Interplay between saltmarsh carbon burial and lateral exchange in coastal wetlands: The role of biomorphodynamic feedback

Understanding the carbon sequestration of saltmarshes and the role of biomorphodynamic feedback are essential for the protection, management, and adaptation to climate change of coastal blue carbon ecosystems. We developed a biomorphodynamic model that simultaneously considers carbon vertical burial and lateral exchange of soil organic carbon and validated this model against field measurements. This model was then used to examine carbon dynamics in saltmarshes and to explore the integrated effects of hydrodynamics, vegetation growth, sediment transport, and morphological change on carbon sequestration and spatial patterns. We find that taking lateral transport of sediment and carbon into account results in a greater spatial gradient of carbon burial compared to that of biomass, especially near the marsh edge. This enhanced gradient is reflected in our field data. Hydrodynamics enhance the spatial heterogeneity of marsh carbon burial and exchange by suspending sediment at the production-governed edge and transporting carbon into the marsh where it deposits.

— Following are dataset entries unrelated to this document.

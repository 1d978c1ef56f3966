//! Authenticated request gateway.
//!
//! Every [`ApiClient::call`] first asks the negotiator for a usable token,
//! attaches it as a bearer credential, dispatches the request on the shared
//! `reqwest::Client` and classifies the response. Nothing is retried here.

use std::sync::Arc;

use neris_auth::redact::{mask_authorization, redact_json};
use neris_auth::{
    AuthError, AuthState, AuthStatus, IdentityProvider, Negotiator, TokenCache,
    TokenEndpointProvider, TokenSet,
};
use neris_settings::{CredentialConfig, NerisSettings, SettingsError};
use reqwest::Method;
use reqwest::header::{AUTHORIZATION, HeaderMap};
use serde::Serialize;
use serde::de::DeserializeOwned;
use serde_json::{Map, Value};

use crate::errors::ClientError;
use crate::response::{CallOutcome, Payload, RequestBody, RequestFailure};

struct Inner {
    config: CredentialConfig,
    http: reqwest::Client,
    /// `None` when the environment skips auth.
    negotiator: Option<Negotiator>,
}

/// NERIS API client.
///
/// Cheap to clone; clones share one negotiator and one token set.
#[derive(Clone)]
pub struct ApiClient {
    inner: Arc<Inner>,
}

impl ApiClient {
    /// Client using the API's own token endpoint.
    pub fn new(config: CredentialConfig) -> Result<Self, ClientError> {
        let http = build_http(&config)?;
        let provider = Arc::new(TokenEndpointProvider::new(http.clone(), &config));
        Self::build(config, http, provider)
    }

    /// Client using a custom identity-provider adapter.
    pub fn with_provider(
        config: CredentialConfig,
        provider: Arc<dyn IdentityProvider>,
    ) -> Result<Self, ClientError> {
        let http = build_http(&config)?;
        Self::build(config, http, provider)
    }

    /// Validate raw settings and build a client.
    pub fn from_settings(settings: &NerisSettings) -> Result<Self, ClientError> {
        Self::new(CredentialConfig::from_settings(settings)?)
    }

    /// Build a client from `~/.neris/settings.json` and `NERIS_*` variables.
    pub fn from_env() -> Result<Self, ClientError> {
        let settings = neris_settings::load_settings()?;
        Self::from_settings(&settings)
    }

    fn build(
        config: CredentialConfig,
        http: reqwest::Client,
        provider: Arc<dyn IdentityProvider>,
    ) -> Result<Self, ClientError> {
        let negotiator = if config.environment.skips_auth() {
            None
        } else {
            let grant = config.grant.clone().ok_or_else(|| {
                SettingsError::Configuration(format!(
                    "a grant is required in the `{}` environment",
                    config.environment
                ))
            })?;
            let mut negotiator = Negotiator::new(grant, provider);
            if let Some(dir) = &config.token_cache_dir {
                negotiator = negotiator.with_token_cache(TokenCache::new(dir));
            }
            Some(negotiator)
        };

        tracing::debug!(
            base_url = %config.base_url,
            environment = %config.environment,
            grant = config.grant.as_ref().map(|g| g.kind().as_str()),
            "API client initialized"
        );

        Ok(Self {
            inner: Arc::new(Inner {
                config,
                http,
                negotiator,
            }),
        })
    }

    /// The client's configuration.
    pub fn config(&self) -> &CredentialConfig {
        &self.inner.config
    }

    /// The negotiator, unless auth is skipped.
    pub fn negotiator(&self) -> Option<&Negotiator> {
        self.inner.negotiator.as_ref()
    }

    /// Current auth state, or `None` when auth is skipped.
    pub fn auth_state(&self) -> Option<AuthState> {
        self.inner.negotiator.as_ref().map(Negotiator::state)
    }

    /// Start interactive authentication ahead of the first call.
    pub async fn begin_auth(&self) -> Result<AuthStatus, ClientError> {
        match &self.inner.negotiator {
            Some(negotiator) => Ok(negotiator.begin_auth().await?),
            None => Ok(AuthStatus::Authenticated { warning: None }),
        }
    }

    /// Answer the pending MFA challenge.
    pub async fn submit_challenge_response(&self, code: &str) -> Result<AuthStatus, ClientError> {
        match &self.inner.negotiator {
            Some(negotiator) => Ok(negotiator.submit_challenge_response(code).await?),
            None => Err(AuthError::NoPendingChallenge.into()),
        }
    }

    /// Drop the pending MFA challenge.
    pub fn abandon_challenge(&self) {
        if let Some(negotiator) = &self.inner.negotiator {
            negotiator.abandon_challenge();
        }
    }

    /// Seed the client with a token set obtained elsewhere.
    pub fn restore_session(&self, tokens: TokenSet) {
        if let Some(negotiator) = &self.inner.negotiator {
            negotiator.restore_session(tokens);
        }
    }

    /// Perform an authenticated call on `{base_url}{path}`.
    ///
    /// Non-2xx responses resolve to [`CallOutcome::Failure`]; only auth,
    /// configuration and transport problems are errors.
    #[tracing::instrument(skip_all, fields(method = %method, path = %path))]
    pub async fn call(
        &self,
        method: Method,
        path: &str,
        body: Option<Value>,
        params: Option<&[(&str, &str)]>,
    ) -> Result<CallOutcome, ClientError> {
        let authorized = match &self.inner.negotiator {
            Some(negotiator) => Some(negotiator.ensure_authenticated().await?),
            None => None,
        };

        let url = self.inner.config.url(path);
        let mut builder = self.inner.http.request(method, &url);
        if let Some(authorized) = &authorized {
            builder = builder.bearer_auth(&authorized.access_token);
        }
        if let Some(body) = &body {
            builder = builder.json(body);
        }
        if let Some(params) = params {
            builder = builder.query(params);
        }
        let request = builder.build()?;

        let request_record = self
            .inner
            .config
            .debug
            .then(|| request_record(&request, body.as_ref(), params));

        let resp = self.inner.http.execute(request).await?;
        let status = resp.status();
        let response_headers = request_record.as_ref().map(|_| headers_json(resp.headers()));
        let payload = Payload::from_text(resp.text().await?);

        if let (Some(request), Some(headers)) = (request_record, response_headers) {
            let mut body = payload.clone().into_json();
            redact_json(&mut body);
            let record = serde_json::json!({
                "request": request,
                "response": {
                    "status": status.as_u16(),
                    "headers": headers,
                    "body": body,
                },
            });
            tracing::info!(target: neris_logging::DEBUG_TARGET, record = %record, "api call");
        }

        if status.is_success() {
            Ok(CallOutcome::Success(payload))
        } else {
            tracing::debug!(status = status.as_u16(), "api call failed");
            Ok(CallOutcome::Failure(RequestFailure {
                status: status.as_u16(),
                payload,
            }))
        }
    }

    /// Like [`call`](Self::call), but first round-trips `body` through the
    /// model `M`. An invalid body fails before any request is sent.
    pub async fn call_validated<M>(
        &self,
        method: Method,
        path: &str,
        body: impl Into<RequestBody>,
        params: Option<&[(&str, &str)]>,
    ) -> Result<CallOutcome, ClientError>
    where
        M: Serialize + DeserializeOwned,
    {
        let body = normalize_body::<M>(body.into())?;
        self.call(method, path, Some(body), params).await
    }
}

impl std::fmt::Debug for ApiClient {
    fn fmt(&self, f: &mut std::fmt::Formatter<'_>) -> std::fmt::Result {
        f.debug_struct("ApiClient")
            .field("config", &self.inner.config)
            .field("negotiator", &self.inner.negotiator)
            .finish_non_exhaustive()
    }
}

fn build_http(config: &CredentialConfig) -> Result<reqwest::Client, ClientError> {
    let mut builder = reqwest::Client::builder();
    if let Some(timeout) = config.timeout {
        builder = builder.timeout(timeout);
    }
    Ok(builder.build()?)
}

/// Parse and round-trip a body through the model `M`.
pub fn normalize_body<M>(body: RequestBody) -> Result<Value, ClientError>
where
    M: Serialize + DeserializeOwned,
{
    let value = body.into_value()?;
    let model: M =
        serde_json::from_value(value).map_err(|e| ClientError::InvalidBody(e.to_string()))?;
    serde_json::to_value(model).map_err(|e| ClientError::InvalidBody(e.to_string()))
}

fn headers_json(headers: &HeaderMap) -> Value {
    let mut map = Map::new();
    for (name, value) in headers {
        let value = value.to_str().unwrap_or("<binary>");
        let value = if *name == AUTHORIZATION {
            mask_authorization(value)
        } else {
            value.to_string()
        };
        let _ = map.insert(name.as_str().to_string(), Value::String(value));
    }
    Value::Object(map)
}

fn request_record(
    request: &reqwest::Request,
    body: Option<&Value>,
    params: Option<&[(&str, &str)]>,
) -> Value {
    let mut body = body.cloned().unwrap_or(Value::Null);
    redact_json(&mut body);
    let params: Map<String, Value> = params
        .unwrap_or_default()
        .iter()
        .map(|(k, v)| ((*k).to_string(), Value::String((*v).to_string())))
        .collect();

    serde_json::json!({
        "url": request.url().as_str(),
        "method": request.method().as_str(),
        "headers": headers_json(request.headers()),
        "params": params,
        "body": body,
    })
}

// ─────────────────────────────────────────────────────────────────────────────
// Tests
// ─────────────────────────────────────────────────────────────────────────────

In our study case, the transport loss at the saltmarsh front accounted for 43% of carbon production inputs, while carbon burial was only 40%. The carbon sequestration capacity of saltmarshes critically depends on the hydrodynamic complexity of the fringing zone, which in some cases can shift the role of saltmarshes from carbon sinks to sources. Our modeling framework facilitates more accurate predictions of how carbon sequestration responds to changes in landscape morphology and hydrodynamics, providing valuable insights for conservation strategies aimed at maximizing the climate change mitigation benefits of blue carbon ecosystems.